» EXERCISE
Your answer must be the full set of entries, reproduced exactly.

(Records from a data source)
┄┄┄┄┄┄
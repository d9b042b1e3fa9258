use strum::Display;

use crate::core::effects::{InternalEvent, TaskKind};
use crate::core::intent_model::Intent;
use crate::core::state::PageId;
use portal::OpportunityId;

#[derive(Debug, Clone, Display)]
pub enum Action {
    Tick,
    Render,
    Resize(u16, u16),
    Suspend,
    Resume,
    Quit,
    Error(String),
    /// Redraw after a local state change.
    Update,
    Navigate(PageId),
    /// Jump to the signup form with this opportunity preselected.
    SignupFor(OpportunityId),
    /// Export wizard intent, reduced by the loop.
    Intent(Intent),
    /// Work for the executor that is not owned by the wizard (lists, forms).
    Schedule(TaskKind),
    /// Executor result.
    Internal(InternalEvent),
    /// Short message for the status bar.
    Notice(String),
}
//! The two portal forms: new opportunity and volunteer signup.
//!
//! Field keys are the names the server-rendered forms post, so a filled
//! `FormState` can be submitted as-is.

use portal::{Category, Opportunity};

use super::{FormField, FormFieldKind, FormSchema, RequiredFields, SelectOption};

pub const OPPORTUNITY_PATH: &str = "/opportunities/add/";
pub const SIGNUP_PATH: &str = "/signup/";

const REQUIRED: &str = "This field is required.";

pub fn opportunity_required() -> RequiredFields {
    RequiredFields::new([
        ("title", REQUIRED),
        ("category", REQUIRED),
        ("date", REQUIRED),
        ("description", REQUIRED),
    ])
}

pub fn signup_required() -> RequiredFields {
    RequiredFields::new([
        ("name", "Name is required."),
        ("age", "Age is required."),
        ("expertise", "Please describe your expertise."),
        ("opportunity", "Please select an opportunity."),
    ])
}

pub fn opportunity_form(categories: &[Category]) -> FormSchema {
    let options = std::iter::once(SelectOption::placeholder())
        .chain(
            categories
                .iter()
                .map(|c| SelectOption::new(c.id.to_string(), c.name.clone())),
        )
        .collect();

    FormSchema::new(
        "Add Volunteer Opportunity",
        OPPORTUNITY_PATH,
        vec![
            FormField::new("title", "Title", FormFieldKind::Text),
            FormField::new("description", "Description", FormFieldKind::Multiline),
            FormField::new("date", "Date", FormFieldKind::Date).help("YYYY-MM-DD"),
            FormField::new("category", "Category", FormFieldKind::Select { options }),
        ],
    )
    .description("Create a new opportunity for volunteers to sign up for.")
}

pub fn signup_form(opportunities: &[Opportunity]) -> FormSchema {
    let options = std::iter::once(SelectOption::placeholder())
        .chain(
            opportunities
                .iter()
                .map(|o| SelectOption::new(o.id.to_string(), o.option_label())),
        )
        .collect();

    FormSchema::new(
        "Volunteer Sign Up",
        SIGNUP_PATH,
        vec![
            FormField::new("name", "Full Name", FormFieldKind::Text),
            FormField::new("age", "Age", FormFieldKind::Number).help("Must be 18 or older"),
            FormField::new("expertise", "Expertise", FormFieldKind::Multiline),
            FormField::new("opportunity", "Opportunity", FormFieldKind::Select { options }),
        ],
    )
    .busy_label("Signing Up...")
}

/// Title shown in the signup preview for the selected option label.
///
/// The placeholder (and an empty selection) shows nothing.
pub fn preview_title(option: Option<&SelectOption>) -> Option<&str> {
    let option = option?;
    if option.is_placeholder() || option.label == SelectOption::PLACEHOLDER {
        return None;
    }
    option.label.split(" - ").next()
}

#[cfg(test)]
mod tests {
    use super::*;
    use chrono::NaiveDate;
    use portal::model::CategoryRef;
    use pretty_assertions::assert_eq;

    fn opportunity(id: u64, title: &str) -> Opportunity {
        Opportunity {
            id,
            title: title.into(),
            description: String::new(),
            date: NaiveDate::from_ymd_opt(2024, 6, 1).unwrap(),
            category: CategoryRef {
                id: 1,
                name: "Environment".into(),
                slug: "environment".into(),
            },
            volunteer_count: 0,
        }
    }

    #[test]
    fn signup_select_starts_with_placeholder() {
        let schema = signup_form(&[opportunity(7, "Beach Cleanup")]);
        let field = schema.field_by_key("opportunity").unwrap();
        let options = field.options();
        assert_eq!(options.len(), 2);
        assert!(options[0].is_placeholder());
        assert_eq!(options[1], SelectOption::new("7", "Beach Cleanup - 2024-06-01"));
    }

    #[test]
    fn preview_title_takes_part_before_separator() {
        let schema = signup_form(&[opportunity(7, "Beach Cleanup")]);
        let options = schema.field_by_key("opportunity").unwrap().options();
        assert_eq!(preview_title(options.get(1)), Some("Beach Cleanup"));
        assert_eq!(preview_title(options.first()), None);
        assert_eq!(preview_title(None), None);
    }

    #[test]
    fn field_order_matches_posted_forms() {
        let keys: Vec<_> = opportunity_form(&[])
            .fields
            .iter()
            .map(|f| f.key.clone())
            .collect();
        assert_eq!(keys, ["title", "description", "date", "category"]);
        assert_eq!(opportunity_required().len(), 4);
    }
}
┄┄┄┄┄┄
» ANSWER SPACE
repository d9b042b1e3fa9258
use strum::Display;

use crate::core::effects::{InternalEvent, TaskKind};
use crate::core::intent_model::Intent;
use crate::core::state::PageId;
use portal::OpportunityId;

#[derive(Debug, Clone, Display)]
pub enum Action {
    Tick,
    Render,
    Resize(u16, u16),
    Suspend,
    Resume,
    Quit,
    Error(String),
    /// Redraw after a local state change.
    Update,
    Navigate(PageId),
    /// Jump to the signup form with this opportunity preselected.
    SignupFor(OpportunityId),
    /// Export wizard intent, reduced by the loop.
    Intent(Intent),
    /// Work for the executor that is not owned by the wizard (lists, forms).
    Schedule(TaskKind),
    /// Executor result.
    Internal(InternalEvent),
    /// Short message for the status bar.
    Notice(String),
}
//! The two portal forms: new opportunity and volunteer signup.
//!
//! Field keys are the names the server-rendered forms post, so a filled
//! `FormState` can be submitted as-is.

use portal::{Category, Opportunity};

use super::{FormField, FormFieldKind, FormSchema, RequiredFields, SelectOption};

pub const OPPORTUNITY_PATH: &str = "/opportunities/add/";
pub const SIGNUP_PATH: &str = "/signup/";

const REQUIRED: &str = "This field is required.";

pub fn opportunity_required() -> RequiredFields {
    RequiredFields::new([
        ("title", REQUIRED),
        ("category", REQUIRED),
        ("date", REQUIRED),
        ("description", REQUIRED),
    ])
}

pub fn signup_required() -> RequiredFields {
    RequiredFields::new([
        ("name", "Name is required."),
        ("age", "Age is required."),
        ("expertise", "Please describe your expertise."),
        ("opportunity", "Please select an opportunity."),
    ])
}

pub fn opportunity_form(categories: &[Category]) -> FormSchema {
    let options = std::iter::once(SelectOption::placeholder())
        .chain(
            categories
                .iter()
                .map(|c| SelectOption::new(c.id.to_string(), c.name.clone())),
        )
        .collect();

    FormSchema::new(
        "Add Volunteer Opportunity",
        OPPORTUNITY_PATH,
        vec![
            FormField::new("title", "Title", FormFieldKind::Text),
            FormField::new("description", "Description", FormFieldKind::Multiline),
            FormField::new("date", "Date", FormFieldKind::Date).help("YYYY-MM-DD"),
            FormField::new("category", "Category", FormFieldKind::Select { options }),
        ],
    )
    .description("Create a new opportunity for volunteers to sign up for.")
}

pub fn signup_form(opportunities: &[Opportunity]) -> FormSchema {
    let options = std::iter::once(SelectOption::placeholder())
        .chain(
            opportunities
                .iter()
                .map(|o| SelectOption::new(o.id.to_string(), o.option_label())),
        )
        .collect();

    FormSchema::new(
        "Volunteer Sign Up",
        SIGNUP_PATH,
        vec![
            FormField::new("name", "Full Name", FormFieldKind::Text),
            FormField::new("age", "Age", FormFieldKind::Number).help("Must be 18 or older"),
            FormField::new("expertise", "Expertise", FormFieldKind::Multiline),
            FormField::new("opportunity", "Opportunity", FormFieldKind::Select { options }),
        ],
    )
    .busy_label("Signing Up...")
}

/// Title shown in the signup preview for the selected option label.
///
/// The placeholder (and an empty selection) shows nothing.
pub fn preview_title(option: Option<&SelectOption>) -> Option<&str> {
    let option = option?;
    if option.is_placeholder() || option.label == SelectOption::PLACEHOLDER {
        return None;
    }
    option.label.split(" - ").next()
}

#[cfg(test)]
mod tests {
    use super::*;
    use chrono::NaiveDate;
    use portal::model::CategoryRef;
    use pretty_assertions::assert_eq;

    fn opportunity(id: u64, title: &str) -> Opportunity {
        Opportunity {
            id,
            title: title.into(),
            description: String::new(),
            date: NaiveDate::from_ymd_opt(2024, 6, 1).unwrap(),
            category: CategoryRef {
                id: 1,
                name: "Environment".into(),
                slug: "environment".into(),
            },
            volunteer_count: 0,
        }
    }

    #[test]
    fn signup_select_starts_with_placeholder() {
        let schema = signup_form(&[opportunity(7, "Beach Cleanup")]);
        let field = schema.field_by_key("opportunity").unwrap();
        let options = field.options();
        assert_eq!(options.len(), 2);
        assert!(options[0].is_placeholder());
        assert_eq!(options[1], SelectOption::new("7", "Beach Cleanup - 2024-06-01"));
    }

    #[test]
    fn preview_title_takes_part_before_separator() {
        let schema = signup_form(&[opportunity(7, "Beach Cleanup")]);
        let options = schema.field_by_key("opportunity").unwrap().options();
        assert_eq!(preview_title(options.get(1)), Some("Beach Cleanup"));
        assert_eq!(preview_title(options.first()), None);
        assert_eq!(preview_title(None), None);
    }

    #[test]
    fn field_order_matches_posted_forms() {
        let keys: Vec<_> = opportunity_form(&[])
            .fields
            .iter()
            .map(|f| f.key.clone())
            .collect();
        assert_eq!(keys, ["title", "description", "date", "category"]);
        assert_eq!(opportunity_required().len(), 4);
    }
}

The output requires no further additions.